The MBTA trolley operator who investigators said was text messaging his girlfriend before a crash in Boston last week has been fired.
The transit system said General Manager Daniel Grabauskas notified the trolley operator, Aiden Quinn, on Thursday that he had been discharged.
About 50 people were hurt when the Green Line trolley that Quinn was operating rear-ended another train between the Government Center and Park Street stations last Friday.
Quinn, 24, from Attleboro, Mass., was a two-year employee of the MBTA. He had skipped meetings with MBTA and federal investigators since the crash, saying he was not feeling well, MyFOXBoston.com reported Thursday.
Also Thursday, the MBTA's main labor union reversed course and decided to challenge the transit agency's new ban on the possession or use of cell phones while working.
The Boston Carmen's Union said in a letter Thursday that "the rule is unreasonable under the contract" with subway and trolley drivers. The members said they support some change in policy, but only after it has been negotiated.
Under the new policy, operators caught talking or text-messaging on a cell phone will be discharged immediately.
There will be a 10-day suspension for a first offense of carrying a phone or PDA. A second offense will be punished by a 30-day suspension with recommendation for firing.
The policy change announced Wednesday is the strictest in the nation.
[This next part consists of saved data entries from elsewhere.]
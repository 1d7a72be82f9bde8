use log::{debug, info, trace};

use crate::error::BuildError;
use crate::structs::*;

pub const DEFAULT_SIZE: u32 = 1000;
pub const DEFAULT_INODES: u32 = 200;
pub const DEFAULT_LOG_BLOCKS: u32 = 30;

/// Dimensions of a new image
#[derive(Debug, Clone, Copy, PartialEq, Eq)]
pub struct Geometry {
    /// Total blocks
    pub size: u32,
    /// Inode table capacity
    pub inodes: u32,
    /// Log blocks
    pub log_blocks: u32,
}

impl Default for Geometry {
    fn default() -> Self {
        Self {
            size: DEFAULT_SIZE,
            inodes: DEFAULT_INODES,
            log_blocks: DEFAULT_LOG_BLOCKS,
        }
    }
}

impl Geometry {
    /// Superblock describing this geometry:
    /// boot block, superblock, log, inode table, bitmap, data blocks
    pub fn superblock(&self) -> Result<Superblock, BuildError> {
        let bitmap_blocks = self.size.div_ceil(BPB);
        let inode_blocks = self.inodes / IPB as u32 + 1;
        let meta = 2u64 + self.log_blocks as u64 + inode_blocks as u64 + bitmap_blocks as u64;
        if meta >= self.size as u64 {
            return Err(BuildError::Geometry(format!(
                "{meta} metadata blocks leave no room in {} blocks",
                self.size
            )));
        }
        if self.inodes <= ROOT_INODE || self.inodes > u16::MAX as u32 + 1 {
            return Err(BuildError::Geometry(format!(
                "inode count {} out of range",
                self.inodes
            )));
        }
        Ok(Superblock {
            size: self.size,
            nblocks: self.size - meta as u32,
            ninodes: self.inodes,
            nlog: self.log_blocks,
            logstart: 2,
            inodestart: 2 + self.log_blocks,
            bmapstart: 2 + self.log_blocks + inode_blocks,
        })
    }
}

/// Writable image that hands out inodes and blocks sequentially
#[derive(Debug, Clone)]
pub struct ImageBuilder {
    pub(crate) superblock: Superblock,
    image: Vec<u8>,
    next_inode: u32,
    next_block: u32,
}

impl ImageBuilder {
    pub fn new(geometry: Geometry) -> Result<Self, BuildError> {
        let superblock = geometry.superblock()?;
        let mut image = vec![0u8; superblock.size as usize * BSIZE];
        superblock
            .encode(&mut image[SUPERBLOCK_BLOCK as usize * BSIZE..])
            .ok_or(BuildError::OutOfBounds(SUPERBLOCK_BLOCK))?;
        let next_block = superblock.size - superblock.nblocks;
        info!(
            "New image: {} blocks, {} inodes, first data block {next_block}",
            superblock.size, superblock.ninodes
        );
        Ok(Self {
            superblock,
            image,
            next_inode: ROOT_INODE,
            next_block,
        })
    }

    /// First inode not yet handed out
    pub fn next_inode(&self) -> u32 {
        self.next_inode
    }

    /// First block not yet handed out
    pub fn next_block(&self) -> u32 {
        self.next_block
    }

    /// Get index of first empty inode and initialize it with `type`
    pub fn acquire_inode(&mut self, r#type: InodeType) -> Result<u32, BuildError> {
        let index = self.next_inode;
        if index >= self.superblock.ninodes {
            return Err(BuildError::NoFreeInodes);
        }
        debug!("Acquire inode {index} as {}", r#type);
        self.next_inode += 1;
        self.flush_inode(index, &Inode::new(r#type))?;
        Ok(index)
    }

    /// Get index of first empty block
    pub fn acquire_block(&mut self) -> Result<u32, BuildError> {
        let index = self.next_block;
        if index >= self.superblock.size {
            return Err(BuildError::NoFreeBlocks);
        }
        trace!("Acquire block {index}");
        self.next_block += 1;
        Ok(index)
    }

    fn block_mut(&mut self, index: u32) -> Result<&mut [u8], BuildError> {
        let start = index as usize * BSIZE;
        self.image
            .get_mut(start..start + BSIZE)
            .ok_or(BuildError::OutOfBounds(index))
    }

    /// Load inode with index
    pub fn load_inode(&self, index: u32) -> Result<Inode, BuildError> {
        let (block, offset) = self.superblock.inode_position(index);
        let start = block as usize * BSIZE + offset;
        self.image
            .get(start..)
            .and_then(Inode::decode)
            .ok_or(BuildError::OutOfBounds(block as u32))
    }

    /// Flush inode
    pub fn flush_inode(&mut self, index: u32, inode: &Inode) -> Result<(), BuildError> {
        let (block, offset) = self.superblock.inode_position(index);
        let data = self.block_mut(block as u32)?;
        inode
            .encode(&mut data[offset..])
            .ok_or(BuildError::OutOfBounds(block as u32))
    }

    /// Modify an inode in place
    pub fn update_inode<F>(&mut self, index: u32, change: F) -> Result<(), BuildError>
    where
        F: FnOnce(&mut Inode),
    {
        let mut inode = self.load_inode(index)?;
        change(&mut inode);
        self.flush_inode(index, &inode)
    }

    fn block(&self, index: u32) -> Result<&[u8], BuildError> {
        let start = index as usize * BSIZE;
        self.image
            .get(start..start + BSIZE)
            .ok_or(BuildError::OutOfBounds(index))
    }

    fn read_pointer(&self, block: u32, slot: usize) -> Result<u32, BuildError> {
        let data = self.block(block)?;
        let start = slot * std::mem::size_of::<u32>();
        let raw = data
            .get(start..start + 4)
            .ok_or(BuildError::OutOfBounds(block))?;
        Ok(u32::from_le(bytemuck::pod_read_unaligned(raw)))
    }

    pub(crate) fn write_pointer(
        &mut self,
        block: u32,
        slot: usize,
        addr: u32,
    ) -> Result<(), BuildError> {
        let data = self.block_mut(block)?;
        let start = slot * std::mem::size_of::<u32>();
        data.get_mut(start..start + 4)
            .ok_or(BuildError::OutOfBounds(block))?
            .copy_from_slice(&addr.to_le_bytes());
        Ok(())
    }

    /// Block holding the `nth` block of an inode's content, allocating it
    /// (and the indirect block) when missing
    fn content_block(&mut self, inode: &mut Inode, nth: usize) -> Result<u32, BuildError> {
        if nth >= MAXFILE {
            return Err(BuildError::FileTooLarge);
        }
        if nth < NDIRECT {
            if inode.addrs[nth] == 0 {
                inode.addrs[nth] = self.acquire_block()?;
            }
            return Ok(inode.addrs[nth]);
        }
        if inode.addrs[NDIRECT] == 0 {
            inode.addrs[NDIRECT] = self.acquire_block()?;
        }
        let indirect = inode.addrs[NDIRECT];
        let mut addr = self.read_pointer(indirect, nth - NDIRECT)?;
        if addr == 0 {
            addr = self.acquire_block()?;
            self.write_pointer(indirect, nth - NDIRECT, addr)?;
        }
        Ok(addr)
    }

    /// Append bytes to the end of an inode's content
    pub fn append(&mut self, index: u32, bytes: &[u8]) -> Result<(), BuildError> {
        let mut inode = self.load_inode(index)?;
        let mut offset = inode.size as usize;
        let mut remaining = bytes;
        while !remaining.is_empty() {
            let block = self.content_block(&mut inode, offset / BSIZE)?;
            let start = offset % BSIZE;
            let count = remaining.len().min(BSIZE - start);
            self.block_mut(block)?[start..start + count].copy_from_slice(&remaining[..count]);
            remaining = &remaining[count..];
            offset += count;
        }
        inode.size = u32::try_from(offset).map_err(|_| BuildError::FileTooLarge)?;
        self.flush_inode(index, &inode)
    }

    /// Append a directory entry for `inum` to directory `dir`
    pub fn add_entry(&mut self, dir: u32, inum: u32, name: &str) -> Result<(), BuildError> {
        let inum = u16::try_from(inum).map_err(|_| BuildError::NoFreeInodes)?;
        let mut raw = [0u8; std::mem::size_of::<DirEntry>()];
        DirEntry::new(inum, name)
            .encode(&mut raw)
            .ok_or(BuildError::OutOfBounds(dir))?;
        trace!("Add entry {name:?} -> {inum} to directory {dir}");
        self.append(dir, &raw)
    }

    /// Modify occupancy of `block` in the free bitmap
    pub fn set_bitmap(&mut self, block: u32, value: bool) -> Result<(), BuildError> {
        let superblock = self.superblock;
        set_marked(&mut self.image, &superblock, block, value).ok_or(BuildError::OutOfBounds(block))
    }

    /// Mark every block handed out so far, metadata included, as allocated
    pub fn mark_allocated(&mut self) -> Result<(), BuildError> {
        debug!("Marking first {} blocks as allocated", self.next_block);
        for block in 0..self.next_block {
            self.set_bitmap(block, true)?;
        }
        Ok(())
    }

    /// Raw image bytes
    pub fn finish(self) -> Vec<u8> {
        self.image
    }
}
The state already bans transit operators from using cell phones while they're on the job.
Transportation Secretary James Aloisi says the policy is designed to avoid a repeat of "the error of judgment" that led to Friday's accident.
ABC News had cited a transit source who said Quinn was hired as a minority because of his transgender status, but the Massachusetts Bay Transportation Authority refuted that claim, saying there was "nothing unusual" in his hiring and that he was picked out of a hiring lottery in 2004.
Quinn may face criminal charges for his role in the crash, which occurred when his car ran a red light. Some passengers had to be taken away on stretchers. Quinn suffered a broken wrist.
Damages from the accident are expected to top $9 million dollars, according to the MBTA.
The Associated Press contributed to this report.